Hematology consultation attributed the patient’s anemia to be a result of chronic disease due to an underlying inflammatory process. The patient’s iron studies, folate, vitamin B12, direct Coombs test, Parvovirus, EBV IgM, CMV IgM, erythropoietin level and peripheral smear were all within normal limits. The second set of Lyme ELISA and western blot tests were positive and the diagnosis of Lyme carditis was confirmed.

DISCUSSION

Lyme disease is caused by the spirochete Borrelia burgdorferi and transmitted by the Ixodes tick.  It is endemic to the Northeast, Wisconsin, Minnesota, California, Oregon and some parts of Western Europe. Several days to weeks after initial infection most patients will develop a febrile illness characterized by headaches, nuchal rigidity, myalgias, arthralgias, and erythema chronicum migrans.  This characteristic rash is also known as the “target rash”, occurs at the site of the tick bite and is associated with regional lymphadanopathy. 
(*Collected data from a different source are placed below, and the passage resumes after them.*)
//! Export audio scheduling: every slide's narration is placed back-to-back at
//! its absolute timeline offset, up front, before recording starts. The render
//! loop derives slide switching from the same timeline, so audio can never
//! drift from video by more than one frame of boundary rounding.

use std::path::Path;

use crate::foundation::error::{SlidecastError, SlidecastResult};
use crate::scene::model::Slide;
use crate::timeline::Timeline;

/// Output sample rate of the scheduled narration track.
pub const EXPORT_SAMPLE_RATE: u32 = 48_000;
/// Output channel count of the scheduled narration track.
pub const EXPORT_CHANNELS: u16 = 2;

/// The fully scheduled narration track for one export run.
#[derive(Clone, Debug)]
pub struct ExportTrack {
    pub sample_rate: u32,
    pub channels: u16,
    /// Interleaved samples covering the whole timeline, silence-padded.
    pub samples: Vec<f32>,
}

impl ExportTrack {
    pub fn sample_frames(&self) -> u64 {
        (self.samples.len() / usize::from(self.channels)) as u64
    }
}

/// Schedule each slide's PCM at its timeline offset into one interleaved
/// track.
///
/// Sources are resampled by linear interpolation to `sample_rate` and sped up
/// by `playback_rate` (the same divisor that scaled the timeline durations,
/// so each slide's audio ends exactly at its slot boundary). Mono sources are
/// duplicated across output channels.
pub fn build_export_track(
    slides: &[Slide],
    timeline: &Timeline,
    playback_rate: f64,
    sample_rate: u32,
    channels: u16,
) -> SlidecastResult<ExportTrack> {
    if sample_rate == 0 || channels == 0 {
        return Err(SlidecastError::validation(
            "export track sample_rate/channels must be non-zero",
        ));
    }

    let total_frames = (timeline.total_secs() * f64::from(sample_rate)).round() as u64;
    let mut out = vec![0.0f32; total_frames as usize * usize::from(channels)];

    for entry in timeline.entries() {
        let slide = &slides[entry.slide_index];
        let pcm = slide.audio.as_ref().ok_or(SlidecastError::MissingAudio {
            index: entry.slide_index,
        })?;
        let src = pcm.samples.as_ref();
        let src_frames = src.len() / usize::from(pcm.channels);
        if src_frames == 0 {
            continue;
        }

        let start_sample = (entry.start_secs * f64::from(sample_rate)).round() as u64;
        let end_sample = (((entry.start_secs + entry.duration_secs) * f64::from(sample_rate))
            .round() as u64)
            .min(total_frames);

        for dst_sample in start_sample..end_sample {
            let rel_sec = (dst_sample - start_sample) as f64 / f64::from(sample_rate);
            let src_pos = rel_sec * playback_rate * f64::from(pcm.sample_rate);
            if !src_pos.is_finite() || src_pos < 0.0 {
                break;
            }
            let src_frame0 = src_pos.floor() as usize;
            if src_frame0 >= src_frames {
                break;
            }
            let src_frame1 = (src_frame0 + 1).min(src_frames - 1);
            let frac = (src_pos - src_frame0 as f64) as f32;

            let (l, r) = if pcm.channels == 1 {
                let v0 = src[src_frame0];
                let v1 = src[src_frame1];
                let v = v0 + (v1 - v0) * frac;
                (v, v)
            } else {
                let i0 = src_frame0 * usize::from(pcm.channels);
                let i1 = src_frame1 * usize::from(pcm.channels);
                let l0 = src[i0];
                let l1 = src[i1];
                let r0 = src[i0 + 1];
                let r1 = src[i1 + 1];
                (l0 + (l1 - l0) * frac, r0 + (r1 - r0) * frac)
            };

            let dst_idx = dst_sample as usize * usize::from(channels);
            out[dst_idx] += l;
            if channels > 1 {
                out[dst_idx + 1] += r;
            }
        }
    }

    for s in &mut out {
        *s = s.clamp(-1.0, 1.0);
    }

    Ok(ExportTrack {
        sample_rate,
        channels,
        samples: out,
    })
}

/// Write interleaved `f32` samples as raw little-endian `.f32le`, the side
/// input format the ffmpeg sink consumes.
pub fn write_f32le_file(samples_interleaved: &[f32], out_path: &Path) -> SlidecastResult<()> {
    if let Some(parent) = out_path.parent() {
        std::fs::create_dir_all(parent).map_err(|e| {
            SlidecastError::encode(format!(
                "failed to create audio track output directory '{}': {e}",
                parent.display()
            ))
        })?;
    }

    let mut bytes = Vec::<u8>::with_capacity(samples_interleaved.len() * 4);
    for &sample in samples_interleaved {
        bytes.extend_from_slice(&sample.to_le_bytes());
    }
    std::fs::write(out_path, bytes).map_err(|e| {
        SlidecastError::encode(format!(
            "failed to write audio track file '{}': {e}",
            out_path.display()
        ))
    })
}

#[cfg(test)]
mod tests {
    use super::*;
    use crate::scene::model::{PcmAudio, Slide};
    use crate::timeline::build_timeline;

    fn slide_with_constant(id: &str, secs: f64, value: f32) -> Slide {
        let mut slide = Slide::new(id, "script");
        let frames = (secs * 48_000.0).round() as usize;
        slide.audio = Some(PcmAudio::new(48_000, 1, vec![value; frames]).unwrap());
        slide
    }

    #[test]
    fn slides_are_scheduled_back_to_back() {
        let slides = vec![
            slide_with_constant("a", 1.0, 0.25),
            slide_with_constant("b", 0.5, -0.5),
        ];
        let tl = build_timeline(&slides, 1.0).unwrap();
        let track = build_export_track(&slides, &tl, 1.0, 48_000, 2).unwrap();

        assert_eq!(track.sample_frames(), 72_000);
        // Mid-slide samples carry each slide's value on both channels.
        let mid_a = 24_000usize * 2;
        assert!((track.samples[mid_a] - 0.25).abs() < 1e-6);
        assert!((track.samples[mid_a + 1] - 0.25).abs() < 1e-6);
        let mid_b = 60_000usize * 2;
        assert!((track.samples[mid_b] + 0.5).abs() < 1e-6);
    }

    #[test]
    fn playback_rate_consumes_source_faster() {
        let slides = vec![slide_with_constant("a", 2.0, 0.5)];
        let tl = build_timeline(&slides, 2.0).unwrap();
        assert!((tl.total_secs() - 1.0).abs() < 1e-12);

        let track = build_export_track(&slides, &tl, 2.0, 48_000, 2).unwrap();
        assert_eq!(track.sample_frames(), 48_000);
        // The final output sample still maps inside the 2s source.
        let last = (48_000 - 1) * 2;
        assert!((track.samples[last] - 0.5).abs() < 1e-6);
    }

    #[test]
    fn resampling_interpolates_between_source_rates() {
        let mut slide = Slide::new("a", "s");
        // 1 second of 24kHz mono ramp.
        let src: Vec<f32> = (0..24_000).map(|i| i as f32 / 24_000.0).collect();
        slide.audio = Some(PcmAudio::new(24_000, 1, src).unwrap());
        let slides = vec![slide];
        let tl = build_timeline(&slides, 1.0).unwrap();
        let track = build_export_track(&slides, &tl, 1.0, 48_000, 2).unwrap();

        // Halfway through, the ramp is at ~0.5 regardless of resampling.
        let mid = 24_000usize * 2;
        assert!((track.samples[mid] - 0.5).abs() < 1e-3);
    }

    #[test]
    fn output_is_clamped_to_unit_range() {
        let mut slide = Slide::new("a", "s");
        slide.audio = Some(PcmAudio::new(48_000, 1, vec![1.5; 4_800]).unwrap());
        let slides = vec![slide];
        let tl = build_timeline(&slides, 1.0).unwrap();
        let track = build_export_track(&slides, &tl, 1.0, 48_000, 2).unwrap();
        assert!(track.samples.iter().all(|s| (-1.0..=1.0).contains(s)));
    }

    #[test]
    fn f32le_file_round_trips_bytes() {
        let dir = std::env::temp_dir().join(format!("slidecast_track_{}", std::process::id()));
        let path = dir.join("mix.f32le");
        write_f32le_file(&[0.5, -1.0], &path).unwrap();
        let bytes = std::fs::read(&path).unwrap();
        assert_eq!(bytes.len(), 8);
        assert_eq!(f32::from_le_bytes(bytes[0..4].try_into().unwrap()), 0.5);
        let _ = std::fs::remove_dir_all(&dir);
    }
}
use crate::foundation::error::{SlidecastError, SlidecastResult};

pub use kurbo::{Affine, Point, Rect, Vec2};

/// Reference output height the subtitle style is authored against. All style
/// pixel values are rescaled by `output_height / REFERENCE_HEIGHT` before use.
pub const REFERENCE_HEIGHT: f64 = 1080.0;

/// Absolute 0-based frame index in export timeline space.
#[derive(
    Clone, Copy, Debug, PartialEq, Eq, PartialOrd, Ord, Hash, serde::Serialize, serde::Deserialize,
)]
pub struct FrameIndex(pub u64);

/// Frames-per-second represented as a rational `num/den`.
#[derive(Clone, Copy, Debug, PartialEq, Eq, serde::Serialize, serde::Deserialize)]
pub struct Fps {
    /// Numerator (frames).
    pub num: u32,
    /// Denominator (seconds), must be non-zero.
    pub den: u32,
}

impl Fps {
    /// Create a validated FPS value.
    pub fn new(num: u32, den: u32) -> SlidecastResult<Self> {
        if den == 0 {
            return Err(SlidecastError::validation("Fps den must be > 0"));
        }
        if num == 0 {
            return Err(SlidecastError::validation("Fps num must be > 0"));
        }
        Ok(Self { num, den })
    }

    /// Convert to floating-point FPS.
    pub fn as_f64(self) -> f64 {
        f64::from(self.num) / f64::from(self.den)
    }

    /// Duration of one frame in seconds.
    pub fn frame_duration_secs(self) -> f64 {
        f64::from(self.den) / f64::from(self.num)
    }

    /// Convert seconds to frame count using floor semantics.
    pub fn secs_to_frames_floor(self, secs: f64) -> u64 {
        (secs * self.as_f64()).floor().max(0.0) as u64
    }
}

/// Output canvas dimensions in pixels.
#[derive(Clone, Copy, Debug, PartialEq, Eq, serde::Serialize, serde::Deserialize)]
pub struct Canvas {
    /// Width in pixels.
    pub width: u32,
    /// Height in pixels.
    pub height: u32,
}

/// Straight-alpha RGBA8 color.
#[derive(Clone, Copy, Debug, Default, PartialEq, Eq)]
pub struct Rgba8 {
    pub r: u8,
    pub g: u8,
    pub b: u8,
    pub a: u8,
}

impl Rgba8 {
    pub const fn new(r: u8, g: u8, b: u8, a: u8) -> Self {
        Self { r, g, b, a }
    }

    pub const fn opaque(r: u8, g: u8, b: u8) -> Self {
        Self { r, g, b, a: 255 }
    }

    /// Parse `#rrggbb` or `#rrggbbaa`.
    pub fn from_hex(hex: &str) -> SlidecastResult<Self> {
        let s = hex.strip_prefix('#').unwrap_or(hex);
        if s.len() != 6 && s.len() != 8 {
            return Err(SlidecastError::validation(format!(
                "color '{hex}' must be #rrggbb or #rrggbbaa"
            )));
        }
        let byte = |i: usize| -> SlidecastResult<u8> {
            u8::from_str_radix(&s[i..i + 2], 16).map_err(|_| {
                SlidecastError::validation(format!("color '{hex}' has invalid hex digits"))
            })
        };
        Ok(Self {
            r: byte(0)?,
            g: byte(2)?,
            b: byte(4)?,
            a: if s.len() == 8 { byte(6)? } else { 255 },
        })
    }

    pub fn to_hex(self) -> String {
        if self.a == 255 {
            format!("#{:02x}{:02x}{:02x}", self.r, self.g, self.b)
        } else {
            format!("#{:02x}{:02x}{:02x}{:02x}", self.r, self.g, self.b, self.a)
        }
    }

    /// Scale the alpha channel by `opacity` in `[0, 1]`.
    pub fn with_opacity(self, opacity: f32) -> Self {
        let a = (f32::from(self.a) * opacity.clamp(0.0, 1.0)).round() as u8;
        Self { a, ..self }
    }
}

impl serde::Serialize for Rgba8 {
    fn serialize<S: serde::Serializer>(&self, serializer: S) -> Result<S::Ok, S::Error> {
        serializer.serialize_str(&self.to_hex())
    }
}

impl<'de> serde::Deserialize<'de> for Rgba8 {
    fn deserialize<D: serde::Deserializer<'de>>(deserializer: D) -> Result<Self, D::Error> {
        let s = String::deserialize(deserializer)?;
        Self::from_hex(&s).map_err(serde::de::Error::custom)
    }
}

pub(crate) fn mul_div255_u16(x: u16, y: u16) -> u16 {
    (((u32::from(x) * u32::from(y)) + 127) / 255) as u16
}

#[cfg(test)]
mod tests {
    use super::*;

    #[test]
    fn fps_validates_zero_components() {
        assert!(Fps::new(0, 1).is_err());
        assert!(Fps::new(30, 0).is_err());
        let fps = Fps::new(30, 1).unwrap();
        assert_eq!(fps.as_f64(), 30.0);
        assert!((fps.frame_duration_secs() - 1.0 / 30.0).abs() < 1e-12);
        assert_eq!(fps.secs_to_frames_floor(4.0), 120);
    }

    #[test]
    fn rgba_hex_round_trips() {
        let c = Rgba8::from_hex("#1a2b3c").unwrap();
        assert_eq!(c, Rgba8::opaque(0x1a, 0x2b, 0x3c));
        assert_eq!(c.to_hex(), "#1a2b3c");

        let c = Rgba8::from_hex("102030ff").unwrap();
        assert_eq!(c.a, 255);

        assert!(Rgba8::from_hex("#12345").is_err());
        assert!(Rgba8::from_hex("#zzzzzz").is_err());
    }

    #[test]
    fn rgba_serde_uses_hex_strings() {
        let c = Rgba8::opaque(255, 0, 16);
        let json = serde_json::to_string(&c).unwrap();
        assert_eq!(json, "\"#ff0010\"");
        let back: Rgba8 = serde_json::from_str(&json).unwrap();
        assert_eq!(back, c);
    }

    #[test]
    fn with_opacity_scales_alpha() {
        let c = Rgba8::opaque(10, 20, 30).with_opacity(0.5);
        assert_eq!(c.a, 128);
        assert_eq!(Rgba8::opaque(1, 2, 3).with_opacity(2.0).a, 255);
    }

    #[test]
    fn mul_div255_rounds() {
        assert_eq!(mul_div255_u16(255, 255), 255);
        assert_eq!(mul_div255_u16(255, 0), 0);
        assert_eq!(mul_div255_u16(128, 128), 64);
    }
}
use std::path::PathBuf;

use crate::foundation::core::{Fps, FrameIndex};
use crate::foundation::error::SlidecastResult;
use crate::render::FrameRGBA;

/// Configuration provided to a [`FrameSink`] at the start of a recording.
#[derive(Debug, Clone)]
pub struct SinkConfig {
    /// Output width in pixels.
    pub width: u32,
    /// Output height in pixels.
    pub height: u32,
    /// Output frames-per-second.
    pub fps: Fps,
    /// Optional scheduled narration track as raw PCM.
    pub audio: Option<AudioInputConfig>,
}

/// Raw PCM audio input for sinks that mux an audio track.
#[derive(Debug, Clone)]
pub struct AudioInputConfig {
    /// Path to interleaved `f32le` PCM data.
    pub path: PathBuf,
    /// Sample rate in Hz.
    pub sample_rate: u32,
    /// Channel count.
    pub channels: u16,
}

/// Stream encoder boundary: consumes rendered frames in timeline order.
///
/// Ordering contract: `push_frame` is called in strictly increasing
/// `FrameIndex` order between `begin` and `end`. `abort` is the cancellation
/// path; a sink must discard partial output instead of finalizing it.
pub trait FrameSink: Send {
    /// Called once before any frames are pushed. Unsupported-configuration
    /// errors (codecs, dimensions) must surface here, before recording.
    fn begin(&mut self, cfg: SinkConfig) -> SlidecastResult<()>;
    /// Push one frame in strictly increasing timeline order.
    fn push_frame(&mut self, idx: FrameIndex, frame: &FrameRGBA) -> SlidecastResult<()>;
    /// Called once after the last frame is pushed; finalizes the artifact.
    fn end(&mut self) -> SlidecastResult<()>;
    /// Stop mid-stream and discard buffered output.
    fn abort(&mut self) {}
}

/// In-memory sink for tests and debugging.
#[derive(Debug, Default)]
pub struct InMemorySink {
    cfg: Option<SinkConfig>,
    frames: Vec<(FrameIndex, FrameRGBA)>,
    finished: bool,
    aborted: bool,
}

impl InMemorySink {
    pub fn new() -> Self {
        Self::default()
    }

    /// The configuration captured in `begin`, if any.
    pub fn config(&self) -> Option<&SinkConfig> {
        self.cfg.as_ref()
    }

    pub fn frames(&self) -> &[(FrameIndex, FrameRGBA)] {
        &self.frames
    }

    pub fn is_finished(&self) -> bool {
        self.finished
    }

    pub fn is_aborted(&self) -> bool {
        self.aborted
    }
}

impl FrameSink for InMemorySink {
    fn begin(&mut self, cfg: SinkConfig) -> SlidecastResult<()> {
        self.cfg = Some(cfg);
        self.frames.clear();
        self.finished = false;
        self.aborted = false;
        Ok(())
    }

    fn push_frame(&mut self, idx: FrameIndex, frame: &FrameRGBA) -> SlidecastResult<()> {
        self.frames.push((idx, frame.clone()));
        Ok(())
    }

    fn end(&mut self) -> SlidecastResult<()> {
        self.finished = true;
        Ok(())
    }

    fn abort(&mut self) {
        self.frames.clear();
        self.aborted = true;
    }
}
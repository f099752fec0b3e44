//! Greedy subtitle word wrapping over an abstract width measurement.

use crate::foundation::error::SlidecastResult;

/// Width measurement for a single line of text at a given font size.
///
/// The production implementation shapes through Parley
/// ([`crate::text::ParleyTextEngine`]); tests use [`FixedAdvanceMeasurer`].
pub trait TextMeasurer {
    fn measure(&mut self, text: &str, size_px: f32) -> SlidecastResult<f32>;
}

/// Greedy word wrap: accumulate words onto the current line while the measured
/// width stays within `max_width_px`, then start a new line with the
/// overflowing word.
///
/// A single word wider than `max_width_px` is kept on its own line; there is
/// no hyphenation or truncation. Deterministic for identical inputs.
pub fn wrap_greedy(
    measurer: &mut dyn TextMeasurer,
    text: &str,
    size_px: f32,
    max_width_px: f32,
) -> SlidecastResult<Vec<String>> {
    let mut lines = Vec::new();
    let mut current = String::new();

    for word in text.split_whitespace() {
        if current.is_empty() {
            current.push_str(word);
            continue;
        }
        let candidate = format!("{current} {word}");
        if measurer.measure(&candidate, size_px)? <= max_width_px {
            current = candidate;
        } else {
            lines.push(std::mem::take(&mut current));
            current.push_str(word);
        }
    }
    if !current.is_empty() {
        lines.push(current);
    }

    Ok(lines)
}

/// Deterministic measurer with a fixed per-character advance, for tests and
/// headless geometry checks: `width = chars * size_px * advance_em`.
#[derive(Clone, Copy, Debug)]
pub struct FixedAdvanceMeasurer {
    pub advance_em: f32,
}

impl Default for FixedAdvanceMeasurer {
    fn default() -> Self {
        Self { advance_em: 0.5 }
    }
}

impl TextMeasurer for FixedAdvanceMeasurer {
    fn measure(&mut self, text: &str, size_px: f32) -> SlidecastResult<f32> {
        Ok(text.chars().count() as f32 * size_px * self.advance_em)
    }
}
impl<D: Dialect> Path<D> {
    /// Parses `text` using the dialect's string syntax.
    ///
    /// The empty string and `.` both parse to the relative self path.
    pub fn parse(text: &str) -> Result<Self> {
        let tokens = D::tokenize(text).map_err(|reason| {
            log::debug!("failed to tokenize {text:?} as {}: {reason}", D::label());
            PathError::InvalidPathState { reason }
        })?;
        Self::from_tokens(tokens)
    }

    pub(crate) fn from_tokens(tokens: Tokens<'_>) -> Result<Self> {
        let drive = tokens.drive.map(Drive::new).transpose()?;
        let mut atoms = D::validate_atoms(tokens.atoms)?;

        if tokens.rooted && (drive.is_some() || !D::supports_drives()) {
            return Ok(Self::Absolute(AbsolutePath::new_unchecked(
                drive,
                atoms,
                tokens.trailing_separator,
            )));
        }

        let anchored = tokens.rooted;
        if atoms.is_empty() && !anchored {
            atoms.push(SELF_ATOM.to_string());
        }

        Ok(Self::Relative(RelativePath::new_unchecked(
            drive,
            anchored,
            atoms,
            tokens.trailing_separator,
        )))
    }

    /// Builds a path of either variant from its parts, validating every atom.
    ///
    /// # Errors
    ///
    /// * [`PathError::InvalidPathState`] if the dialect has no drives but `drive` or `anchored`
    ///   was supplied, or if an absolute path is requested with `anchored` set.
    /// * [`PathError::EmptyPath`] for a non-anchored relative path with no atoms.
    /// * Any atom validation error.
    ///
    /// # Examples
    ///
    /// ```
    /// use atom_path::{Drive, PathError, PathKind, WindowsPath};
    ///
    /// let drive = Drive::new('C').ok();
    /// let path = WindowsPath::from_parts(PathKind::Absolute, drive, false, ["foo"], false)
    ///     .unwrap();
    /// assert_eq!(path.to_string(), "C:/foo");
    ///
    /// assert!(matches!(
    ///     WindowsPath::from_parts(PathKind::Absolute, drive, true, ["foo"], false),
    ///     Err(PathError::InvalidPathState { .. })
    /// ));
    /// ```
    pub fn from_parts<I, S>(
        kind: PathKind,
        drive: Option<Drive>,
        anchored: bool,
        atoms: I,
        trailing_separator: bool,
    ) -> Result<Self>
    where
        I: IntoIterator<Item = S>,
        S: Into<String>,
    {
        if !D::supports_drives() && (drive.is_some() || anchored) {
            return Err(PathError::InvalidPathState {
                reason: "drive specifiers and anchoring are not supported by this dialect",
            });
        }

        let atoms = D::validate_atoms(atoms)?;
        match kind {
            PathKind::Absolute if anchored => Err(PathError::InvalidPathState {
                reason: "absolute paths cannot be anchored",
            }),
            PathKind::Absolute => Ok(Self::Absolute(AbsolutePath::new_unchecked(
                drive,
                atoms,
                trailing_separator,
            ))),
            PathKind::Relative => {
                RelativePath::from_validated(drive, anchored, atoms, trailing_separator)
                    .map(Self::Relative)
            }
        }
    }

    #[inline]
    pub fn kind(&self) -> PathKind {
        match self {
            Self::Absolute(_) => PathKind::Absolute,
            Self::Relative(_) => PathKind::Relative,
        }
    }

    #[inline]
    pub fn is_absolute(&self) -> bool {
        matches!(self, Self::Absolute(_))
    }

    #[inline]
    pub fn is_relative(&self) -> bool {
        matches!(self, Self::Relative(_))
    }

    pub fn as_absolute(&self) -> Option<&AbsolutePath<D>> {
        match self {
            Self::Absolute(path) => Some(path),
            Self::Relative(_) => None,
        }
    }

    pub fn as_relative(&self) -> Option<&RelativePath<D>> {
        match self {
            Self::Absolute(_) => None,
            Self::Relative(path) => Some(path),
        }
    }

    /// Asserts this path is absolute, failing with [`PathError::NonAbsolutePath`] otherwise
    pub fn into_absolute(self) -> Result<AbsolutePath<D>> {
        match self {
            Self::Absolute(path) => Ok(path),
            Self::Relative(path) => Err(PathError::NonAbsolutePath {
                path: path.to_string(),
            }),
        }
    }

    /// Asserts this path is relative, failing with [`PathError::NonRelativePath`] otherwise
    pub fn into_relative(self) -> Result<RelativePath<D>> {
        match self {
            Self::Absolute(path) => Err(PathError::NonRelativePath {
                path: path.to_string(),
            }),
            Self::Relative(path) => Ok(path),
        }
    }

    pub fn atoms(&self) -> &[String] {
        match self {
            Self::Absolute(path) => path.atoms(),
            Self::Relative(path) => path.atoms(),
        }
    }

    #[inline]
    pub fn has_atoms(&self) -> bool {
        !self.atoms().is_empty()
    }

    pub fn has_trailing_separator(&self) -> bool {
        match self {
            Self::Absolute(path) => path.has_trailing_separator(),
            Self::Relative(path) => path.has_trailing_separator(),
        }
    }

    /// Drive specifier of the path, always `None` outside of Windows
    pub fn drive(&self) -> Option<Drive> {
        match self {
            Self::Absolute(path) => path.drive(),
            Self::Relative(path) => path.drive(),
        }
    }

    /// Returns the last atom, if any
    pub fn name(&self) -> Option<&str> {
        self.atoms().last().map(String::as_str)
    }

    pub fn extension(&self) -> Option<&str> {
        self.name()
            .map(helpers::rsplit_file_at_dot)
            .and_then(|(before, after)| before.and(after))
    }

    /// Returns a normalized copy of this path; see [`Normalizer`]
    pub fn normalize(&self) -> Self {
        Normalizer.normalize(self)
    }

    pub fn join(&self, path: &RelativePath<D>) -> Result<Self> {
        match self {
            Self::Absolute(base) => base.join(path).map(Self::Absolute),
            Self::Relative(base) => base.join(path).map(Self::Relative),
        }
    }

    pub fn join_atoms<I, S>(&self, atoms: I) -> Result<Self>
    where
        I: IntoIterator<Item = S>,
        S: Into<String>,
    {
        match self {
            Self::Absolute(path) => path.join_atoms(atoms).map(Self::Absolute),
            Self::Relative(path) => path.join_atoms(atoms).map(Self::Relative),
        }
    }

    pub fn parent(&self, levels: usize) -> Self {
        match self {
            Self::Absolute(path) => Self::Absolute(path.parent(levels)),
            Self::Relative(path) => Self::Relative(path.parent(levels)),
        }
    }

    /// Returns the atom at `index`, failing with [`PathError::UndefinedAtom`] if out of range
    pub fn atom_at(&self, index: usize) -> Result<&str> {
        self.atoms()
            .get(index)
            .map(String::as_str)
            .ok_or(PathError::UndefinedAtom { index })
    }

    #[inline]
    pub fn has_extension(&self) -> bool {
        self.extension().is_some()
    }

    pub fn join_trailing_separator(&self) -> Self {
        match self {
            Self::Absolute(path) => Self::Absolute(path.join_trailing_separator()),
            Self::Relative(path) => Self::Relative(path.join_trailing_separator()),
        }
    }

    pub fn strip_trailing_separator(&self) -> Self {
        match self {
            Self::Absolute(path) => Self::Absolute(path.strip_trailing_separator()),
            Self::Relative(path) => Self::Relative(path.strip_trailing_separator()),
        }
    }

    pub fn replace_name(&self, name: &str) -> Result<Self> {
        match self {
            Self::Absolute(path) => path.replace_name(name).map(Self::Absolute),
            Self::Relative(path) => path.replace_name(name).map(Self::Relative),
        }
    }

    pub fn join_extension(&self, extension: &str) -> Result<Self> {
        match self {
            Self::Absolute(path) => path.join_extension(extension).map(Self::Absolute),
            Self::Relative(path) => path.join_extension(extension).map(Self::Relative),
        }
    }

    pub fn strip_extension(&self) -> Self {
        match self {
            Self::Absolute(path) => Self::Absolute(path.strip_extension()),
            Self::Relative(path) => Self::Relative(path.strip_extension()),
        }
    }

    pub fn replace_extension(&self, extension: &str) -> Result<Self> {
        match self {
            Self::Absolute(path) => path.replace_extension(extension).map(Self::Absolute),
            Self::Relative(path) => path.replace_extension(extension).map(Self::Relative),
        }
    }

    pub fn starts_with(&self, needle: &str) -> bool {
        helpers::matches_with::<D>(&self.to_string(), needle, |h, n| h.starts_with(n))
    }

    pub fn ends_with(&self, needle: &str) -> bool {
        helpers::matches_with::<D>(&self.to_string(), needle, |h, n| h.ends_with(n))
    }

    pub fn contains(&self, needle: &str) -> bool {
        helpers::matches_with::<D>(&self.to_string(), needle, |h, n| h.contains(n))
    }
}
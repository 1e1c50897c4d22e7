/// The separator of path atoms for unix platforms
pub const SEPARATOR: char = '/';

/// The separator of path atoms for unix platforms
pub const SEPARATOR_STR: &str = "/";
The diagnosis of Lyme disease is clinical, with confirmation by serologic studies.  Interestingly, serologic studies may be negative early in the course of the disease.  Despite negative serologic studies, Lyme carditis should be highly suspected in any male who presents with unexplained atrioventricular block.  A positive Lyme titer may represent either recent or past exposure.  A positive titer does not confirm the diagnosis of Lyme disease because it may be positive in patients with inactive disease due to past exposure. The CDC recommends a two-step method for the diagnosis of Lyme disease because the ELISA test has a high rate of false positive values.  Patients are initially screened using ELISA and positive results are confirmed by Western Blot.

Lyme carditis is a complication of disseminated (stage 2) Lyme disease.  Cardiac involvement may be manifested as an atrioventricular block, myopericarditis or cardiomegaly.  An AV block, as seen in this case, is the most common manifestation of Lyme carditis.  Hospitalization with continuous telemetry monitoring is recommended for patients who present with second or third degree AV block, or those who present with first degree AV block with the PR interval exceeding 0.30 seconds.   Most patients with Lyme carditis treated early with appropriate IV antibiotics have an excellent prognosis.  The antibiotic treatments include either 2 grams of ceftriaxone IV daily, 2 grams of cefotaxime IV three times daily or 5 million units of penicillin G four times daily.

Patients who do not respond to IV antibiotics and have persistent AV block may require permanent pacemaker placement. Lyme carditis is a rare cause of AV Block, but one with an excellent prognosis if the signs and symptoms are recognized early and the proper treatment is initiated without delay. 

REFERENCES

  1. AcAlister, HF, Klementowiez, PT, Andrews, C, Fisher, JD, Feld, M, Furman, S. Lyme Carditis: An Important Cause of Reversible Heart Block. Annals of Internal Medicine 1989;110(5): 339-345.
  2. Andreoli, TE, Carpenter, CCJ, Griggs, RC, Loscalzo, J. Lyme Disease. Cecil Essentials of Medicine 6th Edition 2004; 828.
  3. Steere, C. Medical Progress: Lyme Disease. New England Journal of Medicine 2001;345(2): 115-125.